移動動物園

 動物園の匂いのスケールを小さくしたような匂いの中、「楽勝ですよ」「腹減らしていきますよ」とモルモット達が言えば、「子供を魅了するために品種改良されたんですから」「この耳でイチコロです」とウサギ達が続いた。
「今度の幼稚園には、お前達だけじゃ足りないんだ」
 移動動物園アニマル本舗の園長は動物達に言った。
「何言ってるんですか園長。園児なんか、動いててちょっと臭けりゃ――」
「盛り上がるもんですよ」
 モルモットとウサギは人間の園長を冷やかすように片手を上げた。鼻のヒクヒクが加速して嘲笑してるように見えるが、あとで訊くと本人達は違うと言う。
「普通の園児なら、私だって安心していられる。モルモットとウサギを持ってって広げて見せてしばらくして帰ればいい。しかし、これを見てくれ」
 園長はそう言って、胸ポケットから折りたたまれた紙を取り出し、机の上に広げた。「なんだなんだ」「どしたどした」と、ウサギとモルモットがドラム缶みたいな形をした固形のエサを抱えて這い上がってくる。
「名簿じゃないですか」「名簿だ」「名簿名簿」
「そう、今度行く幼稚園の名簿だ。年長さんの、松5組を見てみろ」
 ウサギとモルモットは暢気にエサをカリカリかじりながら、松5組に目を走らせた。
「なっ!」
 口々にそんな声をあげながら、小動物の手からは思わず、固形のエサが時間差でこぼれ落ち始めた。外側が丸い形状なので、固形のエサはテーブルの上を、園長のいる方へ園長のいる方へと転がっていく。
「しまった!」
 我に返った小動物たちが叫ぶ。
 エサは刻一刻と迫ってきていたがしかし、園長は冷静そのものだった。出来れば床を汚したくないという一生捨てられない気持ちに嘘をつかず、両方の手と腕、使えるところは全部使って柵を作った。両手はきっちりと、指の中で一番長いことで有名な中指同士でわずかにつながれていた。固形のエサはそこで止まった。ウサギとモルモットの寿命が一年縮んだ。小動物からすると一年はかなり大事だった。
「二つわかったことがあるぜ」
 全身の毛を先ほどのスペクタクルで逆立てたまま一匹のウサギがつぶやいた。
「まず、馬場ジュンキチが転園していたってこと。もう一つは、このテーブルのたてつけが悪いってことだ」
 その名前がいよいよ口に出されて、園長も小動物も緊張を新たにした。言う順番は逆にしたほうがよかったことを注意するのも忘れていた。

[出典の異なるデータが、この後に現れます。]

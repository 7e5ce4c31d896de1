//! Shortest-path distances over the track graph
//!
//! Plain Dijkstra with a priority queue, stopped as soon as every requested
//! target is settled. Every settled target distance goes into a symmetric
//! pairwise cache, so repeated and reversed queries never traverse twice.

use parking_lot::RwLock;
use priority_queue::PriorityQueue;
use rustc_hash::{FxHashMap, FxHashSet};
use std::cmp::{Ordering, Reverse};
use std::sync::atomic::{AtomicUsize, Ordering as AtomicOrdering};
use std::sync::Arc;

use crate::graph::{Graph, NodeId};

/// Tentative distance with a total order for the priority queue
#[derive(Debug, Clone, Copy, PartialEq)]
struct Dist(f64);

impl Eq for Dist {}

impl PartialOrd for Dist {
    fn partial_cmp(&self, other: &Self) -> Option<Ordering> {
        Some(self.cmp(other))
    }
}

impl Ord for Dist {
    fn cmp(&self, other: &Self) -> Ordering {
        self.0.total_cmp(&other.0)
    }
}

/// Symmetric node-pair → distance memo, shared by all readers of a built graph
#[derive(Debug, Default)]
pub struct DistanceCache {
    map: RwLock<FxHashMap<(NodeId, NodeId), f64>>,
}

impl DistanceCache {
    pub fn new() -> Self {
        Self::default()
    }

    pub fn get(&self, a: NodeId, b: NodeId) -> Option<f64> {
        self.map.read().get(&(a, b)).copied()
    }

    /// Insert both orientations under one lock
    pub fn insert(&self, a: NodeId, b: NodeId, distance: f64) {
        let mut map = self.map.write();
        map.insert((a, b), distance);
        map.insert((b, a), distance);
    }

    fn insert_from(&self, start: NodeId, distances: &FxHashMap<NodeId, f64>) {
        if distances.is_empty() {
            return;
        }
        let mut map = self.map.write();
        for (&target, &distance) in distances {
            map.insert((start, target), distance);
            map.insert((target, start), distance);
        }
    }

    /// Number of cached ordered pairs
    pub fn len(&self) -> usize {
        self.map.read().len()
    }

    pub fn is_empty(&self) -> bool {
        self.map.read().is_empty()
    }

    pub fn clear(&self) {
        self.map.write().clear();
    }
}

/// Distance queries against one immutable graph
#[derive(Debug)]
pub struct PathFinder {
    graph: Arc<Graph>,
    cache: DistanceCache,
    traversals: AtomicUsize,
}

impl PathFinder {
    pub fn new(graph: Arc<Graph>) -> Self {
        Self {
            graph,
            cache: DistanceCache::new(),
            traversals: AtomicUsize::new(0),
        }
    }

    pub fn graph(&self) -> &Graph {
        &self.graph
    }

    pub fn cache(&self) -> &DistanceCache {
        &self.cache
    }

    /// How many graph searches have actually run
    pub fn traversal_count(&self) -> usize {
        self.traversals.load(AtomicOrdering::Relaxed)
    }

    /// Shortest distance from `start` to `target`.
    ///
    /// `None` means the pair is not connected (or an id is unknown). That is a
    /// valid answer, not a failure; logging it is left to the caller.
    pub fn shortest_distance(&self, start: NodeId, target: NodeId) -> Option<f64> {
        if !self.contains(start) || !self.contains(target) {
            return None;
        }
        if start == target {
            return Some(0.0);
        }
        if let Some(distance) = self.cache.get(start, target) {
            return Some(distance);
        }

        let pending: FxHashSet<NodeId> = std::iter::once(target).collect();
        let settled = self.settle(start, &pending);
        self.cache.insert_from(start, &settled);
        settled.get(&target).copied()
    }

    /// Shortest distances from `start` to every node in `targets`.
    ///
    /// Targets already in the cache are answered from it; a single search
    /// covers the rest and stops once all of them are settled. Unreachable
    /// targets are absent from the result and never cached.
    pub fn shortest_distances(
        &self,
        start: NodeId,
        targets: &FxHashSet<NodeId>,
    ) -> FxHashMap<NodeId, f64> {
        let mut result = FxHashMap::default();
        if !self.contains(start) {
            return result;
        }

        let mut pending = FxHashSet::default();
        for &target in targets {
            if target == start {
                result.insert(target, 0.0);
            } else if let Some(distance) = self.cache.get(start, target) {
                result.insert(target, distance);
            } else if self.contains(target) {
                pending.insert(target);
            }
        }

        if pending.is_empty() {
            return result;
        }

        let settled = self.settle(start, &pending);
        self.cache.insert_from(start, &settled);
        result.extend(settled);
        result
    }

    fn contains(&self, id: NodeId) -> bool {
        (id as usize) < self.graph.node_count()
    }

    /// Dijkstra from `start` until every node of `pending` is settled or the
    /// reachable component is exhausted. Returns the settled pending nodes.
    fn settle(&self, start: NodeId, pending: &FxHashSet<NodeId>) -> FxHashMap<NodeId, f64> {
        self.traversals.fetch_add(1, AtomicOrdering::Relaxed);

        let n = self.graph.node_count();
        let mut dist = vec![f64::INFINITY; n];
        let mut visited = vec![false; n];
        let mut queue: PriorityQueue<NodeId, Reverse<Dist>> = PriorityQueue::new();
        let mut found = FxHashMap::with_capacity_and_hasher(pending.len(), Default::default());
        let mut remaining = pending.len();

        dist[start as usize] = 0.0;
        queue.push(start, Reverse(Dist(0.0)));

        while let Some((u, Reverse(Dist(d)))) = queue.pop() {
            visited[u as usize] = true;

            if pending.contains(&u) {
                found.insert(u, d);
                remaining -= 1;
                if remaining == 0 {
                    break;
                }
            }

            for edge in self.graph.edges(u) {
                let v = edge.target as usize;
                if visited[v] {
                    continue;
                }
                let alt = d + edge.length;
                if alt < dist[v] {
                    dist[v] = alt;
                    queue.push(edge.target, Reverse(Dist(alt)));
                }
            }
        }

        tracing::trace!(
            start,
            requested = pending.len(),
            settled = found.len(),
            "search finished"
        );

        found
    }
}
//! Track graph and station distances for rail networks
//!
//! Track segments (cubic Bézier curves) become an undirected weighted graph,
//! near-duplicate endpoints are merged, and station-to-station distances are
//! answered by a cached Dijkstra search, calibrated against straight-line
//! distances.

pub mod config;
pub mod geometry;
pub mod graph;
pub mod merge;
pub mod network;
pub mod pathfinding;
pub mod service;

pub use config::NetworkConfig;
pub use geometry::Vec3;
pub use graph::{BezierPoint, BuildStats, Graph, NodeId, TrackSegment};
pub use network::{GraphState, QueryError, RailNetwork};
pub use pathfinding::PathFinder;
pub use service::{CalibrationError, DistanceService, Station};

 馬場ジュンキチがあの日、東京都練馬区の幼稚園で「これで一人2000円はぼったくりだ!」と叫んだあの日のことを忘れた者は一人も、一匹もいなかった。まさか奴が、今度は埼玉県越谷市に居を構えていようとは。
「だから今回は、ポニーさんの力を借りようと思ってる」
「ポニーさんの腰の調子は大丈夫なのかい」
「さっき聞いたところだと、二十分間隔で四人ぐらいはいけるそうだ」
 そうかそれなら、という雰囲気が出来てきて、これで会議はお開きかに思えた。しかしここで、あいつらの心になぜか火がついた。特に理由も無くゲージの中を動き回るあいつらの心に、特に理由も無く火がついた。
「今回は俺達にまかせてくれ」
 それは、集客力でいえばカブトムシと同程度というモルモット達だった。
「ポニーさんだけじゃなく、ウサギの皆さんもどうかゆっくり休んでくれ」
 ウサギ達はそのでかい耳を疑った。
「馬鹿な。ウサギとモルモットが組んだってかなりやばいのに」
「そのウサギもいらねえって言うのかよ」
「自殺行為だよ! モルモットだけ持ってって移動動物園を名乗るなんて、自殺行為だ」
「いきなりどうしたってんだ!」
 ウサギ達はここぞとばかりに大騒ぎした。
「実験動物の底力、見せてやりたいんだ」
 モルモット達は凛として立っていたが、特に作戦とかは無かった。